Personal information
- Full name: Allan Giffard
- Date of birth: 2 October 1963 (age 61)
- Place of birth: Brisbane
- Original team(s): Sherwood
- Height: 188 cm (6 ft 2 in)
- Weight: 83 kg (183 lb)
- Position(s): Half forward

Playing career^{1}
- Years: Club / Games (Goals)
- 1987: Brisbane Bears / 1 (0)
- ^{1} Playing statistics correct to the end of 1987.

Career highlights
- 2 x B&F Sherwood Magpies; QAFL B&F runner up 1984; Represented Queensland 12 times.;

= Allan Giffard =

Australian rules footballer

Allan Giffard (born 2 October 1963) is a former Australian rules footballer who played with the Brisbane Bears in the Victorian Football League (VFL).

Giffard was a member of Brisbane's squad for their inaugural season in 1987.
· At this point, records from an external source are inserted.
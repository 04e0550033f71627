use marquee_facility::time::now_ms;
use marquee_facility::types::{Equipment, EquipmentCategory, EquipmentStatus};
use owo_colors::OwoColorize;
use owo_colors::Stream::Stdout;
use marquee_db::Connection;

use crate::cli_types::{EquipmentAction, EquipmentFields};
use crate::commands::{dash, dash_date, opt_date_arg, require_room};
use crate::error::CliError;

pub(crate) fn run(conn: &Connection, action: EquipmentAction) -> Result<(), CliError> {
    match action {
        EquipmentAction::Add {
            room,
            name,
            description,
            category,
            fields,
        } => run_add(conn, room, name, description, category, fields),
        EquipmentAction::List { room, cinema } => run_list(conn, room, cinema),
        EquipmentAction::Show { id } => run_show(conn, id),
        EquipmentAction::Edit {
            id,
            name,
            description,
            category,
            status,
            last_maintenance,
            fields,
        } => run_edit(conn, id, name, description, category, status, last_maintenance, fields),
        EquipmentAction::Rm { id } => {
            marquee_db::remove_equipment(conn, id)?;
            log::info!(
                "{} Equipment #{} removed",
                "\u{2714}".if_supports_color(Stdout, |t| t.green()),
                id,
            );
            Ok(())
        }
        EquipmentAction::Alerts { cinema } => run_alerts(conn, cinema),
    }
}

/// Apply shared attribute flags on top of an existing equipment value.
fn apply_fields(eq: &mut Equipment, fields: EquipmentFields) -> Result<(), CliError> {
    if let Some(v) = fields.ip_address {
        eq.ip_address = Some(v);
    }
    if let Some(v) = opt_date_arg(fields.install_date.as_deref())? {
        eq.install_date = Some(v);
    }
    if let Some(v) = fields.cost {
        eq.cost = Some(v);
    }
    if let Some(v) = opt_date_arg(fields.next_maintenance.as_deref())? {
        eq.next_maintenance = Some(v);
    }
    if let Some(v) = fields.serial_number {
        eq.serial_number = Some(v);
    }
    if let Some(v) = fields.model {
        eq.model = Some(v);
    }
    if let Some(v) = fields.manufacturer {
        eq.manufacturer = Some(v);
    }
    if let Some(v) = fields.lumens {
        eq.lumens = Some(v);
    }
    if let Some(v) = fields.resolution {
        eq.resolution = Some(v);
    }
    if let Some(v) = fields.lamp_hours {
        eq.lamp_hours = Some(v);
    }
    if let Some(v) = fields.max_lamp_hours {
        eq.max_lamp_hours = Some(v);
    }
    if let Some(v) = fields.channels {
        eq.channels = Some(v);
    }
    if let Some(v) = fields.power {
        eq.power = Some(v);
    }
    if let Some(v) = fields.frequency {
        eq.frequency = Some(v);
    }
    if let Some(v) = fields.capacity_btu {
        eq.capacity_btu = Some(v);
    }
    if let Some(v) = fields.temperature_range {
        eq.temperature_range = Some(v);
    }
    if let Some(v) = fields.mac_address {
        eq.mac_address = Some(v);
    }
    if let Some(v) = fields.ip_range {
        eq.ip_range = Some(v);
    }
    if let Some(v) = fields.port_count {
        eq.port_count = Some(v);
    }
    Ok(())
}

fn run_add(
    conn: &Connection,
    room: i64,
    name: String,
    description: String,
    category: EquipmentCategory,
    fields: EquipmentFields,
) -> Result<(), CliError> {
    // Cinema ownership follows the room
    let room_row = require_room(conn, room)?;

    let mut eq = Equipment {
        id: 0,
        room_id: room,
        cinema_id: room_row.cinema_id,
        name,
        description,
        category,
        status: EquipmentStatus::Operational,
        ip_address: None,
        install_date: None,
        cost: None,
        last_maintenance: None,
        next_maintenance: None,
        serial_number: None,
        model: None,
        manufacturer: None,
        lumens: None,
        resolution: None,
        lamp_hours: None,
        max_lamp_hours: None,
        channels: None,
        power: None,
        frequency: None,
        capacity_btu: None,
        temperature_range: None,
        mac_address: None,
        ip_range: None,
        port_count: None,
        created_at: String::new(),
    };
    apply_fields(&mut eq, fields)?;

    let id = marquee_db::insert_equipment(conn, &eq)?;
    log::info!(
        "{} Equipment #{} '{}' installed in room #{}",
        "\u{2714}".if_supports_color(Stdout, |t| t.green()),
        id,
        eq.name,
        room,
    );
    Ok(())
}

fn run_list(conn: &Connection, room: Option<i64>, cinema: Option<i64>) -> Result<(), CliError> {
    let equipment = match (room, cinema) {
        (Some(room_id), _) => marquee_db::equipment_for_room(conn, room_id)?,
        (None, Some(cinema_id)) => marquee_db::equipment_for_cinema(conn, cinema_id)?,
        (None, None) => {
            return Err(CliError::invalid("pass --room or --cinema"));
        }
    };

    if equipment.is_empty() {
        log::info!("{}", "No equipment.".if_supports_color(Stdout, |t| t.dimmed()));
        return Ok(());
    }

    for eq in &equipment {
        log::info!(
            "  #{:<4} {:<28} {:<11} {:<12} room #{}",
            eq.id,
            eq.name.if_supports_color(Stdout, |t| t.bold()),
            eq.category.as_str(),
            eq.status.as_str(),
            eq.room_id,
        );
    }
    Ok(())
}

fn run_show(conn: &Connection, id: i64) -> Result<(), CliError> {
    let eq = marquee_db::get_equipment(conn, id)?
        .ok_or_else(|| CliError::invalid(format!("Equipment {id} not found")))?;

    log::info!(
        "{} {}",
        format!("Equipment #{id}").if_supports_color(Stdout, |t| t.bold()),
        eq.name,
    );
    log::info!("  {}", eq.description);
    log::info!("  Category:     {}", eq.category.as_str());
    log::info!("  Status:       {}", eq.status.as_str());
    log::info!("  Room:         #{} (cinema #{})", eq.room_id, eq.cinema_id);
    log::info!(
        "  Model:        {} / {}",
        dash(eq.manufacturer.as_deref()),
        dash(eq.model.as_deref()),
    );
    log::info!("  Serial:       {}", dash(eq.serial_number.as_deref()));
    log::info!("  Installed:    {}", dash_date(eq.install_date));
    log::info!(
        "  Service:      last {} / next {}",
        dash_date(eq.last_maintenance),
        dash_date(eq.next_maintenance),
    );

    match eq.category {
        EquipmentCategory::Projection => {
            if let (Some(hours), Some(max)) = (eq.lamp_hours, eq.max_lamp_hours) {
                let percent = if max > 0 {
                    (hours as f64 / max as f64) * 100.0
                } else {
                    0.0
                };
                log::info!("  Lamp:         {hours}/{max} h ({percent:.0}%)");
            }
            if let Some(lumens) = eq.lumens {
                log::info!("  Lumens:       {lumens}");
            }
            if let Some(ref resolution) = eq.resolution {
                log::info!("  Resolution:   {resolution}");
            }
        }
        EquipmentCategory::Sound => {
            if let Some(channels) = eq.channels {
                log::info!("  Channels:     {channels}");
            }
            if let Some(power) = eq.power {
                log::info!("  Power:        {power} W");
            }
            if let Some(ref frequency) = eq.frequency {
                log::info!("  Frequency:    {frequency}");
            }
        }
        EquipmentCategory::Climate => {
            if let Some(btu) = eq.capacity_btu {
                log::info!("  Capacity:     {btu} BTU");
            }
            if let Some(ref range) = eq.temperature_range {
                log::info!("  Temp range:   {range}");
            }
        }
        EquipmentCategory::Network => {
            if let Some(ref mac) = eq.mac_address {
                log::info!("  MAC:          {mac}");
            }
            if let Some(ref range) = eq.ip_range {
                log::info!("  IP range:     {range}");
            }
            if let Some(ports) = eq.port_count {
                log::info!("  Ports:        {ports}");
            }
        }
        _ => {}
    }

    Ok(())
}

#[allow(clippy::too_many_arguments)]
fn run_edit(
    conn: &Connection,
    id: i64,
    name: Option<String>,
    description: Option<String>,
    category: Option<EquipmentCategory>,
    status: Option<EquipmentStatus>,
    last_maintenance: Option<String>,
    fields: EquipmentFields,
) -> Result<(), CliError> {
    let mut eq = marquee_db::get_equipment(conn, id)?
        .ok_or_else(|| CliError::invalid(format!("Equipment {id} not found")))?;

    if let Some(v) = name {
        eq.name = v;
    }
    if let Some(v) = description {
        eq.description = v;
    }
    if let Some(v) = category {
        eq.category = v;
    }
    if let Some(v) = status {
        eq.status = v;
    }
    if let Some(v) = opt_date_arg(last_maintenance.as_deref())? {
        eq.last_maintenance = Some(v);
    }
    apply_fields(&mut eq, fields)?;

    marquee_db::update_equipment(conn, &eq)?;
    log::info!(
        "{} Equipment #{} updated",
        "\u{2714}".if_supports_color(Stdout, |t| t.green()),
        id,
    );
    Ok(())
}

fn run_alerts(conn: &Connection, cinema: Option<i64>) -> Result<(), CliError> {
    let flagged = marquee_db::critical_equipment(conn, cinema, now_ms())?;

    if flagged.is_empty() {
        log::info!(
            "{}",
            "No equipment needs attention.".if_supports_color(Stdout, |t| t.dimmed()),
        );
        return Ok(());
    }

    log::info!(
        "{}",
        format!("{} equipment alert(s):", flagged.len()).if_supports_color(Stdout, |t| t.bold()),
    );
    for eq in &flagged {
        let lamp = match (eq.lamp_hours, eq.max_lamp_hours) {
            (Some(hours), Some(max)) if max > 0 => {
                format!("lamp {:.0}%", (hours as f64 / max as f64) * 100.0)
            }
            _ => String::new(),
        };
        log::info!(
            "  {} #{:<4} {:<28} {:<11} next {} {}",
            "\u{26A0}".if_supports_color(Stdout, |t| t.yellow()),
            eq.id,
            eq.name,
            eq.status.as_str(),
            dash_date(eq.next_maintenance),
            lamp.if_supports_color(Stdout, |t| t.dimmed()),
        );
    }
    Ok(())
}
A local recruit from Sherwood, Giffard played just once for the Bears. That game was against Footscray at Western Oval in round nine and he had six disposals. Prior to joining the Bears, he played over 100 senior games with the Sherwood Magpies, where he won two best and fairest awards and kicked over 100 goals in two consecutive seasons. He was runner up in the QAFL best and Fairest award in 1984 and also played 12 representative games for Queensland. After being delisted by the Bears he played with the South Launceston Bulldogs in the Tasmanian Football League.